**TASK DETAILS**: Within the entries below, the lines from the one with "repository 69f1a9afa593a987" through the one with "catalog lacks. Interactive" are to be set down exactly, both ends kept.

**RECORDS FOR THE EXERCISE**:
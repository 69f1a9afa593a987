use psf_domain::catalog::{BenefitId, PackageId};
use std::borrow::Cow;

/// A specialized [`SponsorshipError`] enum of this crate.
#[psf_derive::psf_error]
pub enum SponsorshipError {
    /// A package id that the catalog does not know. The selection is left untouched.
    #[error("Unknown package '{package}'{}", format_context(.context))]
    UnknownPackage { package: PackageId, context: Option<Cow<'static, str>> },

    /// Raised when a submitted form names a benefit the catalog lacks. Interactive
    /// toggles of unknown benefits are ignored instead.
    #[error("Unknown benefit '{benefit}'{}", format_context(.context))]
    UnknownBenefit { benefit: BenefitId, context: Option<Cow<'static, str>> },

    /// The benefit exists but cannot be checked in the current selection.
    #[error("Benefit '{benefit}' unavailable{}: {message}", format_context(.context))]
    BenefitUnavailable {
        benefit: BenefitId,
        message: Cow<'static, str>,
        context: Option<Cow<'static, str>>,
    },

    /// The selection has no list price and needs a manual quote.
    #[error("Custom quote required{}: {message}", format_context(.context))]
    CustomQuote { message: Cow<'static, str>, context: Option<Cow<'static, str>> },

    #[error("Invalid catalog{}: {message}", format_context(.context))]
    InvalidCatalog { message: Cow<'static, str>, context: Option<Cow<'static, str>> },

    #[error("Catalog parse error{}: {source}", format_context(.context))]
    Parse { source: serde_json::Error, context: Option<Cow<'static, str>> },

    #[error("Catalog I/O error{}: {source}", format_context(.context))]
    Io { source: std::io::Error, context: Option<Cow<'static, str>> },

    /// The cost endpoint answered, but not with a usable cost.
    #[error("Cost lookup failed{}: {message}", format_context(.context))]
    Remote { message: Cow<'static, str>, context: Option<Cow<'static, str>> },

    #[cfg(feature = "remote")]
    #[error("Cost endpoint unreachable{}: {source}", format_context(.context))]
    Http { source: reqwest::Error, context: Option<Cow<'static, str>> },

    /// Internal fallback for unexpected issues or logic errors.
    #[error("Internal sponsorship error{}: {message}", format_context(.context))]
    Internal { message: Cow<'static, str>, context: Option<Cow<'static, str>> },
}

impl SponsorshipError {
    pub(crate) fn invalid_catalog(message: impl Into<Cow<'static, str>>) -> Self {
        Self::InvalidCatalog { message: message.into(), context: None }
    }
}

--

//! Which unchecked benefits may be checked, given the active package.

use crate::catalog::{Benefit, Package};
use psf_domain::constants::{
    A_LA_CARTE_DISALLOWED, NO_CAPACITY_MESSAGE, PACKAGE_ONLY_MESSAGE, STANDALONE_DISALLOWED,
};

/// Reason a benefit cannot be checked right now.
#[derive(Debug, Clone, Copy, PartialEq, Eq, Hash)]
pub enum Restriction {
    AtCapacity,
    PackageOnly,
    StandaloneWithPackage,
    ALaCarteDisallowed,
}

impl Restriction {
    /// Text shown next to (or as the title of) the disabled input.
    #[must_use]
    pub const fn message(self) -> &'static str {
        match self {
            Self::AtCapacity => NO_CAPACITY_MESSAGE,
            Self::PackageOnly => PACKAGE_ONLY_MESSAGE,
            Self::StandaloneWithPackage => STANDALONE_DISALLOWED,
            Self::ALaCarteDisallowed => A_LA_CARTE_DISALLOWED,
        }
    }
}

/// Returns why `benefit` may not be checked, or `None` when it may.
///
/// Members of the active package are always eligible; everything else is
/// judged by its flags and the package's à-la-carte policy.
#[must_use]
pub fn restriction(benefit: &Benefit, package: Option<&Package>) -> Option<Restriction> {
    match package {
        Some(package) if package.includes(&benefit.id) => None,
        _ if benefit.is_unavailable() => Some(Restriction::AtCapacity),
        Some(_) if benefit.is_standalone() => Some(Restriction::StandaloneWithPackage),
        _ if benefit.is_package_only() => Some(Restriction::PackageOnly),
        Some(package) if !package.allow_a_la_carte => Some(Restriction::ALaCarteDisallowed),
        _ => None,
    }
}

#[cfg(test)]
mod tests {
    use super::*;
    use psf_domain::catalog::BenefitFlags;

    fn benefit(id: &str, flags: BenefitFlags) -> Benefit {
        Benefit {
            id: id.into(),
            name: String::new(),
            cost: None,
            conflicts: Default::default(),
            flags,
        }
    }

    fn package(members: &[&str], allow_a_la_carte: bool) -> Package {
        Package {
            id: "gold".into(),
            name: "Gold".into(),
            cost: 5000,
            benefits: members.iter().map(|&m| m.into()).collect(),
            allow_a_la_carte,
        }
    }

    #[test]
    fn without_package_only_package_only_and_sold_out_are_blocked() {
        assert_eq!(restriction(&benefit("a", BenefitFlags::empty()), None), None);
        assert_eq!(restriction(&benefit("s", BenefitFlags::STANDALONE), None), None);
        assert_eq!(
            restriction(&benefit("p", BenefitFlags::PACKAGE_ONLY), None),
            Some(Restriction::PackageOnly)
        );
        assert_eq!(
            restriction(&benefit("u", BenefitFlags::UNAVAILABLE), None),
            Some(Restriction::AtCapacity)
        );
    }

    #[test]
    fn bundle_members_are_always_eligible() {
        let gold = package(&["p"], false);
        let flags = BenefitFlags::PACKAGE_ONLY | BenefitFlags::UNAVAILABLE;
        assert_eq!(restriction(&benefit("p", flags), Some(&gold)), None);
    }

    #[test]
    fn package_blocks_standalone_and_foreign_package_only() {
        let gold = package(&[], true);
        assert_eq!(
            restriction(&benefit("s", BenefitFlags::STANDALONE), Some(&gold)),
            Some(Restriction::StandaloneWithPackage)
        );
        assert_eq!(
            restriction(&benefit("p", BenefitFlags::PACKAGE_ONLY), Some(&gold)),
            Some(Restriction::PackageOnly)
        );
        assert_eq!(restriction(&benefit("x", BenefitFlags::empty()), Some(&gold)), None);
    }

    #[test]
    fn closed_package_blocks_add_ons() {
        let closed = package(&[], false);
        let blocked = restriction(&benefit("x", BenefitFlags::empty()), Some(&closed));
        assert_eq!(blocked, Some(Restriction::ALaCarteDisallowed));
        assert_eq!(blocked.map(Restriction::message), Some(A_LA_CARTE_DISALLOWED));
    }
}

**SOLUTION**:
repository 69f1a9afa593a987
use psf_domain::catalog::{BenefitId, PackageId};
use std::borrow::Cow;

/// A specialized [`SponsorshipError`] enum of this crate.
#[psf_derive::psf_error]
pub enum SponsorshipError {
    /// A package id that the catalog does not know. The selection is left untouched.
    #[error("Unknown package '{package}'{}", format_context(.context))]
    UnknownPackage { package: PackageId, context: Option<Cow<'static, str>> },

    /// Raised when a submitted form names a benefit the catalog lacks. Interactive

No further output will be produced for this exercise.